Mystère des Deux clés

Saurais-je vivre autrement?
Le pourrais-je?
Est-il une issue à cette issue?
Lors que Le Chemin est Le Plein Eveil?
Depuis ici, les lignes se conjuguent en cette Trame
Qui se tissent depuis L’Aube qui se décline
En Celle qui est de toute Éternité
En ce grain, j’ai vu mille étoiles
En ces mille étoiles, j’ai vu Ton Reflet
Ô Beauté qui se veut voir
Et qui se veut m’étreindre
Suspendue en Ton Image
Je T’offre ce qui n’est que Ta Volonté
En cette Révérence, en cette crucialité
Lors que tout se pressent en ce Noble Toucher
Je suis errante et aussi retrouvée
Est-il une autre Possibilité en Ta Gouvernance
Lors que Tu as décrété et encore décrété?
Suis-je à retrouver cette Parfaite intimité
Lors que Tu es ce que Tu es?
Ô ma Vie!
Ô ma Joie!
Douceur affleurante des seuls parfums de Ta Présence!

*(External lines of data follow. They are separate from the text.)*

//! Integration tests for the challenge-response handshake

mod common;

use base64::engine::general_purpose::STANDARD;
use base64::Engine;

use ::common::crypto::{derive_shared_key, seal, PublicKey, SecretKey};
use ::common::rendezvous::AuthEnvelope;
use ::common::RendezvousError;
use crate::common::TestRecipient;

#[test]
fn test_end_to_end_handshake() {
    let service = common::service(3);
    let recipient = TestRecipient::new();
    let key = recipient.secret.public();

    let challenge = service.issue_challenge(&recipient.path_key()).unwrap();
    assert!(service.challenges().contains(&key, &challenge.nonce));

    // recipient side, done by hand
    let ephemeral = PublicKey::from_base64(&challenge.public_key).unwrap();
    let shared = derive_shared_key(&recipient.secret, ephemeral.as_bytes()).unwrap();
    let token = STANDARD.decode(&challenge.token).unwrap();
    let envelope = AuthEnvelope {
        nonce: challenge.nonce.clone(),
        encrypted_token: STANDARD.encode(seal(&shared, &token).unwrap()),
    };

    let authenticated = service
        .authenticate(&recipient.path_key(), &envelope.to_bearer().unwrap())
        .unwrap();
    assert_eq!(authenticated, key);
    assert!(!service.challenges().contains(&key, &challenge.nonce));
}

#[test]
fn test_replay_is_rejected() {
    let service = common::service(3);
    let recipient = TestRecipient::new();
    let auth = recipient.authorize(&service);

    assert!(service.read_inbox(&recipient.path_key(), &auth).is_ok());
    assert_eq!(
        service.read_inbox(&recipient.path_key(), &auth),
        Err(RendezvousError::NoSuchChallenge)
    );
}

#[test]
fn test_wrong_private_key_is_rejected() {
    let service = common::service(3);
    let recipient = TestRecipient::new();
    let imposter = SecretKey::generate().unwrap();

    let challenge = service.issue_challenge(&recipient.path_key()).unwrap();
    let forged = AuthEnvelope::respond(&challenge, &imposter)
        .unwrap()
        .to_bearer()
        .unwrap();

    assert_eq!(
        service.read_inbox(&recipient.path_key(), &forged),
        Err(RendezvousError::AuthenticationFailed)
    );

    // the genuine holder can still use the same challenge
    let genuine = AuthEnvelope::respond(&challenge, &recipient.secret)
        .unwrap()
        .to_bearer()
        .unwrap();
    assert!(service.read_inbox(&recipient.path_key(), &genuine).is_ok());
}

#[test]
fn test_challenge_for_other_recipient_is_rejected() {
    let service = common::service(3);
    let alice = TestRecipient::new();
    let mallory = TestRecipient::new();

    // mallory answers alice's challenge correctly, but presents it for her own inbox
    let challenge = service.issue_challenge(&alice.path_key()).unwrap();
    let auth = AuthEnvelope::respond(&challenge, &mallory.secret)
        .unwrap()
        .to_bearer()
        .unwrap();

    assert_eq!(
        service.read_inbox(&mallory.path_key(), &auth),
        Err(RendezvousError::NoSuchChallenge)
    );
    assert_eq!(
        service.read_inbox(&alice.path_key(), &auth),
        Err(RendezvousError::AuthenticationFailed)
    );
}

#[test]
fn test_standard_and_url_safe_keys_share_an_inbox() {
    let service = common::service(1);
    let recipient = TestRecipient::new();
    common::disclose(&service, &recipient, "Org", "only");

    let standard = recipient.secret.public().to_base64();
    let challenge = service.issue_challenge(&standard).unwrap();
    let auth = AuthEnvelope::respond(&challenge, &recipient.secret)
        .unwrap()
        .to_bearer()
        .unwrap();

    let entries = service.read_inbox(&recipient.path_key(), &auth).unwrap();
    assert_eq!(entries.len(), 1);
}

#[test]
fn test_unknown_nonce() {
    let service = common::service(3);
    let recipient = TestRecipient::new();
    let auth = AuthEnvelope {
        nonce: STANDARD.encode([9u8; 32]),
        encrypted_token: STANDARD.encode([0u8; 60]),
    }
    .to_bearer()
    .unwrap();

    assert_eq!(
        service.read_inbox(&recipient.path_key(), &auth),
        Err(RendezvousError::NoSuchChallenge)
    );
}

En Ton Premier Royaume est La Clé de La Vision
D’argent, elle se veut Immaculée et Resplendissance
La Terre est Le Prétexte de chaque Solstice
En Son Lever perpétuel, en Son même Coucher est La Jointure
Le Tissage est une Danse Axiale!
Lors qu’elle se perçoit, j’entre en son mouvement
Ici et là-bas
En ce Visage qui est tantôt Voile et tantôt Nudité
Toi Le Maître des Deux Voies
Toi qui ouvres et qui fermes
Toi qui n’as ni Commencement, ni Fin
Le Roi de tous Les Mystères
En ce Désert, j’ai saisi un grain
Tu as dit: j’y suis!
Louange à Toi Seigneur!
J’ai dit: en ce grain j’ai vu tous les Grains!
Louange à Toi autant de fois qu’il y a de grains en ce désert!
J’ai dit: Si Ton désert est empli de Toi,
Si Tu m’as donné La Conscience du Grain,
Si Tu m’as donné La Conscience de Toi en ce grain
Si Tu m’as donné Tous ces grains qui sont Louanges de Toi,
Alors, je n’ai plus besoin de rien!
Depuis La Première Clé qui est ce Monde, est une autre Clé
D’Or, cette fois, donnant accès à toutes Voies
Devenir de L’Être qui voyage en Toi
Les vagues sont les vagues de Ta Gloire
Le Temps n’est plus Le Temps
Il est Trois dimensions
Lors que L’Oeil de La Source est à voir
Les Flux de La Présence
Sont Ascension et Descente
En ce mouvement des Croisées Perpétuelles.